↓

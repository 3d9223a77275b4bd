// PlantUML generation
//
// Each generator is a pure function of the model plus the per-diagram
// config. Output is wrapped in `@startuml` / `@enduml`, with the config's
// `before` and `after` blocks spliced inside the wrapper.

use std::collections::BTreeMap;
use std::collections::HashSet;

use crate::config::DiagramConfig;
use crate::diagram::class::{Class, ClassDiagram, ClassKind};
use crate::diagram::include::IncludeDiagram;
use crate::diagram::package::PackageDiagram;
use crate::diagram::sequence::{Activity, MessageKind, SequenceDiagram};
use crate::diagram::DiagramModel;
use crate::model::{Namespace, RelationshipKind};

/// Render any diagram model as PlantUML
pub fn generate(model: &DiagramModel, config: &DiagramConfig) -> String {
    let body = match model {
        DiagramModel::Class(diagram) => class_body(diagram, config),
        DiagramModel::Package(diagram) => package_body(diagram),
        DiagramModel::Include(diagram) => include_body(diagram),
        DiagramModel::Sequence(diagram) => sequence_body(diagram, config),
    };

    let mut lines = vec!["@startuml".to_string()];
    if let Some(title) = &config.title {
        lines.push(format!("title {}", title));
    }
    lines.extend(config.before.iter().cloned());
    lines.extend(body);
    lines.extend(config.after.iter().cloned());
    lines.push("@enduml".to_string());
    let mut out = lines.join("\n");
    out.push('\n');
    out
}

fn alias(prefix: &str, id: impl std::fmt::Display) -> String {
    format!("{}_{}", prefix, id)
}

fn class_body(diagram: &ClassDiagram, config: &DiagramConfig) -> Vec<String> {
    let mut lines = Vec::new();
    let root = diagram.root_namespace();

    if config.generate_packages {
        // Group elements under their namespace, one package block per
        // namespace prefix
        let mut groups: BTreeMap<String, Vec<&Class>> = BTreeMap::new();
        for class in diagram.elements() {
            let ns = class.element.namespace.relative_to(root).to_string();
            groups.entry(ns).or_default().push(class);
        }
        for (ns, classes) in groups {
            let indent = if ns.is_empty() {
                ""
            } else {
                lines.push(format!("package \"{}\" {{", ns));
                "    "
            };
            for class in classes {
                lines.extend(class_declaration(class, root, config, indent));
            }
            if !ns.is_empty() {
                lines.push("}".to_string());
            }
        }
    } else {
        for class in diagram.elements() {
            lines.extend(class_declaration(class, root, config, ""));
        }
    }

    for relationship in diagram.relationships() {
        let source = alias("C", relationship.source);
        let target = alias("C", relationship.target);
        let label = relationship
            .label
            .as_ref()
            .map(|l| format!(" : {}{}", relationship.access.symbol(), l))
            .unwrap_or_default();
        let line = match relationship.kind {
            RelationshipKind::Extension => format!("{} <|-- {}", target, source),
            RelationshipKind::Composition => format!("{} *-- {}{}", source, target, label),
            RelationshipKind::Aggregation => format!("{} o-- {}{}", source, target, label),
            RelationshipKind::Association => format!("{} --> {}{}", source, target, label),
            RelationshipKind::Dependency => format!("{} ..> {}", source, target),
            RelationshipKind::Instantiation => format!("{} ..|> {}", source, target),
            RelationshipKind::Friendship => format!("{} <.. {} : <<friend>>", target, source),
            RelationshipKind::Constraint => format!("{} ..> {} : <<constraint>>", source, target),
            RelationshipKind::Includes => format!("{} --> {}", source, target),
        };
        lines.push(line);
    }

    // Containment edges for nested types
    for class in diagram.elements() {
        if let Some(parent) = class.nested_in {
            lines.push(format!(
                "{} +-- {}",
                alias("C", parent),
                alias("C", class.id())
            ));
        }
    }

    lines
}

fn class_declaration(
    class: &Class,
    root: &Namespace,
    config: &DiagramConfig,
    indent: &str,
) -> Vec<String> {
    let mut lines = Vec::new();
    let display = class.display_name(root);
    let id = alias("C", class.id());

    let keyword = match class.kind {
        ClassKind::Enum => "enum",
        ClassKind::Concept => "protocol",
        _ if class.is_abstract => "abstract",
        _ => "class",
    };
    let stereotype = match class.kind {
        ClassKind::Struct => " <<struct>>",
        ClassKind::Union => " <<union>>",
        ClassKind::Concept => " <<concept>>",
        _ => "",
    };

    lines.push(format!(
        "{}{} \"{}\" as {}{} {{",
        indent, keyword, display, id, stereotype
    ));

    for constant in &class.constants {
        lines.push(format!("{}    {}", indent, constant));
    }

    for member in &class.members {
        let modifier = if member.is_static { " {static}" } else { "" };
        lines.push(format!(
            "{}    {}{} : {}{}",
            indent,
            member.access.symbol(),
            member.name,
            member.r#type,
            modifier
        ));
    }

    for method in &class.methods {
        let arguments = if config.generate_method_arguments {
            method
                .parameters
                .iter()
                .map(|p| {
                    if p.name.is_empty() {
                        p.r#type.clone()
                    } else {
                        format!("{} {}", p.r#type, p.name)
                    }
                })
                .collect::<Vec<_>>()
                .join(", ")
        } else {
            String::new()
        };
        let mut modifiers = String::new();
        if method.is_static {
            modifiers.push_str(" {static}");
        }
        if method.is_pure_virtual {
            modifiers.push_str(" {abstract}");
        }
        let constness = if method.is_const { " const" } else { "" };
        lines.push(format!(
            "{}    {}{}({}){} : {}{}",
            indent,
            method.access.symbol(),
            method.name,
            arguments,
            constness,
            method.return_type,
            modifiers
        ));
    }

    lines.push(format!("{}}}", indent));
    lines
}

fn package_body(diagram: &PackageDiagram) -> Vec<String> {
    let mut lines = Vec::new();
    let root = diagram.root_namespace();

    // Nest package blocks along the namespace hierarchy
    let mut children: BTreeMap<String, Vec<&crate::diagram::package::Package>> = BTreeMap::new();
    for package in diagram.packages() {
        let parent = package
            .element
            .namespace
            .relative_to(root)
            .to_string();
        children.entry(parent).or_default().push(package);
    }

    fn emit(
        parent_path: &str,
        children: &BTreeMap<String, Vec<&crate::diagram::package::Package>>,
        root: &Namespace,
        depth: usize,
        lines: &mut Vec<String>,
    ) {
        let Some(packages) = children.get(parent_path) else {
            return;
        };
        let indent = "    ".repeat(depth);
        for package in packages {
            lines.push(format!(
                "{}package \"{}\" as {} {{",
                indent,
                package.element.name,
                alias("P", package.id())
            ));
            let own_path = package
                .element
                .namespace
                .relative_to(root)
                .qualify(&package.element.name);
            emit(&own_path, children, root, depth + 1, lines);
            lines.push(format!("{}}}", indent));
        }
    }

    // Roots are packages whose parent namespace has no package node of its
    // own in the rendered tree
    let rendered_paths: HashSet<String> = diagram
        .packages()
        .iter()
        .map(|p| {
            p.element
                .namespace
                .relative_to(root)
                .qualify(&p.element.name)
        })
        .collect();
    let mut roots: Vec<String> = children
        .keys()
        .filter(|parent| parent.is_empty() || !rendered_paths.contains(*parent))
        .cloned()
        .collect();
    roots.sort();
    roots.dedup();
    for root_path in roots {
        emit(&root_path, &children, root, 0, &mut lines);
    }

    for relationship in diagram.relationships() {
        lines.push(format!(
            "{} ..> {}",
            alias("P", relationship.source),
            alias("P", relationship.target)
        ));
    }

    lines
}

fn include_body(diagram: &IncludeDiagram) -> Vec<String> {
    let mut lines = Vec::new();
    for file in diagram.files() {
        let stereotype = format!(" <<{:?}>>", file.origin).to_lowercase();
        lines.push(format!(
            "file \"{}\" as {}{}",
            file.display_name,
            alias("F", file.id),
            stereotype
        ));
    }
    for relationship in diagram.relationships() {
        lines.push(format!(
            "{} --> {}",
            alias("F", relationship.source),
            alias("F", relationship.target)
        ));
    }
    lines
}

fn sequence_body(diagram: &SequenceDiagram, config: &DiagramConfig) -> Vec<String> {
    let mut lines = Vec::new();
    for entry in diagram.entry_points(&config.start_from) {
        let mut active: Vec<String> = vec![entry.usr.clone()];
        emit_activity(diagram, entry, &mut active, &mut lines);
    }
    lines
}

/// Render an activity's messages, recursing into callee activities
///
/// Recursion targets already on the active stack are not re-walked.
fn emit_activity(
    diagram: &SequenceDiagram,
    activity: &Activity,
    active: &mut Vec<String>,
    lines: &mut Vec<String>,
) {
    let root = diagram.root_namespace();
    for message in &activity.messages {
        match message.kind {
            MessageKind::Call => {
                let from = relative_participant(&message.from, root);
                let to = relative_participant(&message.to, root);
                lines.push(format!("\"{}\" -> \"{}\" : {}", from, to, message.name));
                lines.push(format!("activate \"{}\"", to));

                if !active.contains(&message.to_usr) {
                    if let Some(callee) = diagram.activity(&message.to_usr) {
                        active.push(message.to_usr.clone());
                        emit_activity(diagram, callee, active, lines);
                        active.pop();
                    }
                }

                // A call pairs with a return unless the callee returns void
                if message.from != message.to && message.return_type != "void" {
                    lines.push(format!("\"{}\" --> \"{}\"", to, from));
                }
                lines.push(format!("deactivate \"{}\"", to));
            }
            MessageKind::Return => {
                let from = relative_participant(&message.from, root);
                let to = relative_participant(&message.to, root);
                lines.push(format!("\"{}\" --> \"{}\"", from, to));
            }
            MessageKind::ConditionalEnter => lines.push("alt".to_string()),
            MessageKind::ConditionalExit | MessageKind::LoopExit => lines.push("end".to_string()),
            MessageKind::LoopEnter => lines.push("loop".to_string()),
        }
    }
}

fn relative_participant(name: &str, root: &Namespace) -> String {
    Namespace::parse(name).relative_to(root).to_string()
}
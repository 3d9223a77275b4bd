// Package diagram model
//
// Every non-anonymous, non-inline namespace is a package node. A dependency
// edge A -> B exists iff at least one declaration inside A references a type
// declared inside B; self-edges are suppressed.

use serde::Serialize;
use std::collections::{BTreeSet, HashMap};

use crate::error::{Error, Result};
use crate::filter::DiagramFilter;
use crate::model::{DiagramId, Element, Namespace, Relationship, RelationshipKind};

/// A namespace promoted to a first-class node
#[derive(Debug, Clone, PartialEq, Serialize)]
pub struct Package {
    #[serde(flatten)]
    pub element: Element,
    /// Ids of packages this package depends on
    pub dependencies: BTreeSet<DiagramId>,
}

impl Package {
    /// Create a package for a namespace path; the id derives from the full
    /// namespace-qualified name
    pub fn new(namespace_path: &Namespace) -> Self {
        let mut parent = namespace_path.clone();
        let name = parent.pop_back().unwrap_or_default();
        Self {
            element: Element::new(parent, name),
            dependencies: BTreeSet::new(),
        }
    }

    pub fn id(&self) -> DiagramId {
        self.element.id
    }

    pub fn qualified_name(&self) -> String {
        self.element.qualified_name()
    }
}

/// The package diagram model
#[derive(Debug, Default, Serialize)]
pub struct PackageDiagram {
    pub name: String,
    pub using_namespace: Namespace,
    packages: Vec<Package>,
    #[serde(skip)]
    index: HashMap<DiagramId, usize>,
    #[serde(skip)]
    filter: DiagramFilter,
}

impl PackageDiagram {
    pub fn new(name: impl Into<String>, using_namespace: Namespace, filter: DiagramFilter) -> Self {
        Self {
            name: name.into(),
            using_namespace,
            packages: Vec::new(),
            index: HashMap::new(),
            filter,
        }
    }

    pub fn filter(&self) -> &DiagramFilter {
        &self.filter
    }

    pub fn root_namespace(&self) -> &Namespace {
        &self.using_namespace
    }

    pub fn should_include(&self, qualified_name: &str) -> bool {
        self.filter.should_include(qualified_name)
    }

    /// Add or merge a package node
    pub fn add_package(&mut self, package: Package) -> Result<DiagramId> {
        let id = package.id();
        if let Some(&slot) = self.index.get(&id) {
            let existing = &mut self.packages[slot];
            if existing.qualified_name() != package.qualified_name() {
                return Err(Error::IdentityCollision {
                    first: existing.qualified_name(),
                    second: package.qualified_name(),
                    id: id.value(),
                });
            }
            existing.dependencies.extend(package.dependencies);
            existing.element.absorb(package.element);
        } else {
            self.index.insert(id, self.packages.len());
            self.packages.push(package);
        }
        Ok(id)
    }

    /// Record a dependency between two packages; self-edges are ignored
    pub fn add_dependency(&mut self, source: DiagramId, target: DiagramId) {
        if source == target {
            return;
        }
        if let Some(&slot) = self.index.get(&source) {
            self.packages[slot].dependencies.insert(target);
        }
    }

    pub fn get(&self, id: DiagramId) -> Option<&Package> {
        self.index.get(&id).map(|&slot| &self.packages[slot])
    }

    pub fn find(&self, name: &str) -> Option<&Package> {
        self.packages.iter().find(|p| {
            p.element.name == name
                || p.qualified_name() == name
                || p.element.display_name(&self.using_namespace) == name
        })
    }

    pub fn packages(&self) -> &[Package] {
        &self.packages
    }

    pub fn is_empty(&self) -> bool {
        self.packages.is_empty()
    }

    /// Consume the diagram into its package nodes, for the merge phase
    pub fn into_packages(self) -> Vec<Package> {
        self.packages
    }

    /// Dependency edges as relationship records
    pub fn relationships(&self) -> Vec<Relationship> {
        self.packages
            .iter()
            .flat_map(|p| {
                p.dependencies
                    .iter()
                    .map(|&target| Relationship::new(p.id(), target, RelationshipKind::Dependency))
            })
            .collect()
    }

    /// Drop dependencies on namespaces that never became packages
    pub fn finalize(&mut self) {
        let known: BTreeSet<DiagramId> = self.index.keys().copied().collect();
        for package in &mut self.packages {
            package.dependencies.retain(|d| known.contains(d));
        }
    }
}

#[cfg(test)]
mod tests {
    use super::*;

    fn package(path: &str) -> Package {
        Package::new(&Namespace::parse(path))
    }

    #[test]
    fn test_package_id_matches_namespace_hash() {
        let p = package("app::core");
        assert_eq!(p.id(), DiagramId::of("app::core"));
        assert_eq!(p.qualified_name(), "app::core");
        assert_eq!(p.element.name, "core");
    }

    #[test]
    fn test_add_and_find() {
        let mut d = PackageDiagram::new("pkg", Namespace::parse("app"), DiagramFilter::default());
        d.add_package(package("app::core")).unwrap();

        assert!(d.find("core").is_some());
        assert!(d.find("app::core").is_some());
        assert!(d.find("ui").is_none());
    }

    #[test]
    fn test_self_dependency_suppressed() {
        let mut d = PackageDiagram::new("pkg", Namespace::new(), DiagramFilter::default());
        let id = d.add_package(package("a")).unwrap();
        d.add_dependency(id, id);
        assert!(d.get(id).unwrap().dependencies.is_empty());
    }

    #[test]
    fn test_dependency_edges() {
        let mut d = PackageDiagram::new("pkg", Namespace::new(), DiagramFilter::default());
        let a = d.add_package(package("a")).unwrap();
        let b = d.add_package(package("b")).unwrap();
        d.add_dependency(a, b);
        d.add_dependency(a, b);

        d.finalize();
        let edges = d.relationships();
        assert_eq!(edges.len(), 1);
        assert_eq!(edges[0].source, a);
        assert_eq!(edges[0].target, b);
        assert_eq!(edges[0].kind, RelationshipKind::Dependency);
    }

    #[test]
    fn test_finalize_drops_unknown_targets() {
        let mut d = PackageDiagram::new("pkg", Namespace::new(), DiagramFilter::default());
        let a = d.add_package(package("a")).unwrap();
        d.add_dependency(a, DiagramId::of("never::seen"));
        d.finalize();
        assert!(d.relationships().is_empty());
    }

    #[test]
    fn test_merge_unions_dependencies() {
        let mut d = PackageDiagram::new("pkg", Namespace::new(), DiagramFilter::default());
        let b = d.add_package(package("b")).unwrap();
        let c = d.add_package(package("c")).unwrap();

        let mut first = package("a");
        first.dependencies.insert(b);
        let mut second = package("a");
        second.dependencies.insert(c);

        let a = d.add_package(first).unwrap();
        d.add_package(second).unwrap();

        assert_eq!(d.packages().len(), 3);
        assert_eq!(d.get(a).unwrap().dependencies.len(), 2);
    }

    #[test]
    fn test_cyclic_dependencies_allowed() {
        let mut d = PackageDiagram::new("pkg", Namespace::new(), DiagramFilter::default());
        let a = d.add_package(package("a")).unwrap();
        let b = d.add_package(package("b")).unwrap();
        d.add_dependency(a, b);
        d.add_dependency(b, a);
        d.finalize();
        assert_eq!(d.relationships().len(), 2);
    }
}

↑

- What you should do
Extract every line containing the string "usize" from the material.

- Response for this exercise
        depth: usize,
    index: HashMap<DiagramId, usize>,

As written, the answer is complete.